- WHAT THIS TASK INVOLVES:
The word "bool": in how many lines of the records does it appear? Reply with the number alone.

- DATA:
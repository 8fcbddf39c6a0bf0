use std::time::Duration;

use async_trait::async_trait;
use derive_more::Display;
use futures::{StreamExt, TryStreamExt};
use log::{debug, info, warn};
use mongodb::{
    bson::{doc, Bson, Document},
    options::{ClientOptions, Credential, FindOneOptions, FindOptions, IndexOptions, ServerAddress},
    Client, Collection,
};
use serde::{de::DeserializeOwned, Serialize};

use config::MongoConfig;

use crate::document::{self, require};
use crate::errors::DBError;
use crate::types::{DeleteResult, Query, Record, RecordStream, UpdateResult, UpdateSpec};
use crate::Repository;

#[derive(Debug, Display, Clone)]
#[display(
    "MongoDBRepository {{ client: {:?}, db_name: {}, collection_name: {} }}",
    client,
    db_name,
    collection_name
)]
pub struct MongoDBRepository {
    pub client: Client,
    db_name: String,
    collection_name: String,
}

impl MongoDBRepository {
    /// Connects with the configured credentials. The driver connects lazily, so an
    /// unreachable server surfaces on the first operation rather than here.
    pub async fn new(config: &MongoConfig) -> Result<Self, DBError> {
        let credential = Credential::builder()
            .username(config.username.clone())
            .password(config.password.clone())
            .source(config.auth_db.clone())
            .build();

        let options = ClientOptions::builder()
            .hosts(vec![ServerAddress::Tcp { host: config.host.clone(), port: Some(config.port) }])
            .credential(credential)
            .server_selection_timeout(config.server_selection_timeout_ms.map(Duration::from_millis))
            .app_name(config.app_name.clone())
            .build();

        let client = Client::with_options(options)?;
        let repository =
            Self::with_client(client, config.db_name.clone(), config.collection_name.clone());

        if let Some(key) = &config.unique_index {
            if let Err(e) = repository.create_unique_index(key).await {
                repository.close().await;
                return Err(e);
            }
        }

        info!(
            "Repository ready for {}.{} on {}:{}",
            config.db_name, config.collection_name, config.host, config.port
        );
        Ok(repository)
    }

    pub fn with_client(client: Client, db_name: String, collection_name: String) -> Self {
        Self { client, db_name, collection_name }
    }

    pub fn get_collection(&self) -> Collection<Document> {
        self.client.database(&self.db_name).collection(&self.collection_name)
    }

    async fn create_unique_index(&self, key: &str) -> Result<(), DBError> {
        let collection = self.get_collection();
        let model = mongodb::IndexModel::builder()
            .keys(doc! { key: 1 })
            .options(IndexOptions::builder().unique(true).build())
            .build();
        collection.create_index(model, None).await?;
        debug!("Ensured unique index on {}", key);
        Ok(())
    }

    pub fn to_document<T: Serialize>(&self, item: &T) -> Result<Document, DBError> {
        document::to_document(item)
    }

    pub fn from_document<T: DeserializeOwned>(&self, doc: Document) -> Result<T, DBError> {
        document::from_document(doc)
    }

    /// Shuts the client down, waiting for in-flight operations to finish.
    pub async fn close(self) {
        info!("Closing connection to {}", self.db_name);
        self.client.shutdown().await;
    }
}

fn without_id() -> Document {
    doc! { "_id": 0 }
}

#[async_trait]
impl Repository for MongoDBRepository {
    async fn create(&self, record: Option<&Record>) -> Result<bool, DBError> {
        let Some(record) = record else {
            warn!("Create called without a record, nothing inserted");
            return Ok(false);
        };

        debug!("Inserting record into {}", self.collection_name);
        self.get_collection().insert_one(record, None).await?;
        Ok(true)
    }

    async fn read(&self, query: Option<&Query>) -> Result<RecordStream, DBError> {
        let query = require(query, "query")?;
        document::validate_query(query)?;

        debug!("Finding records matching {}", query);
        let options = FindOptions::builder().projection(without_id()).build();
        let cursor = self.get_collection().find(query.clone(), options).await?;
        Ok(cursor.map_err(DBError::from).boxed())
    }

    async fn read_one(&self, query: Option<&Query>) -> Result<Option<Record>, DBError> {
        let query = require(query, "query")?;
        document::validate_query(query)?;

        debug!("Finding one record matching {}", query);
        let options = FindOneOptions::builder().projection(without_id()).build();
        let record = self.get_collection().find_one(query.clone(), options).await?;
        Ok(record)
    }

    async fn update(
        &self,
        query: Option<&Query>,
        update: Option<&UpdateSpec>,
        multi: bool,
    ) -> Result<UpdateResult, DBError> {
        let query = require(query, "query")?;
        let update = require(update, "update specification")?;
        document::validate_query(query)?;
        document::validate_update_spec(update)?;

        debug!("Updating records matching {} with {} (multi: {})", query, update, multi);
        let collection = self.get_collection();
        let result = if multi {
            collection.update_many(query.clone(), update.clone(), None).await?
        } else {
            collection.update_one(query.clone(), update.clone(), None).await?
        };

        document::check_update_outcome(result.into())
    }

    async fn delete(&self, query: Option<&Query>, multi: bool) -> Result<DeleteResult, DBError> {
        let query = require(query, "query")?;
        document::validate_query(query)?;

        debug!("Deleting records matching {} (multi: {})", query, multi);
        let collection = self.get_collection();
        let result = if multi {
            collection.delete_many(query.clone(), None).await?
        } else {
            collection.delete_one(query.clone(), None).await?
        };

        document::check_delete_outcome(result.into())
    }

    async fn distinct(&self, field_name: Option<&str>) -> Result<Vec<Bson>, DBError> {
        let field_name = document::validate_field_name(field_name)?;

        debug!("Collecting distinct values of {}", field_name);
        let values = self.get_collection().distinct(field_name, None, None).await?;
        Ok(values)
    }

    async fn count(&self, query: Option<&Query>) -> Result<u64, DBError> {
        let query = require(query, "query")?;
        document::validate_query(query)?;

        debug!("Counting records matching {}", query);
        let count = self.get_collection().count_documents(query.clone(), None).await?;
        Ok(count)
    }
}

- ANSWER FOR THIS EXERCISE:
3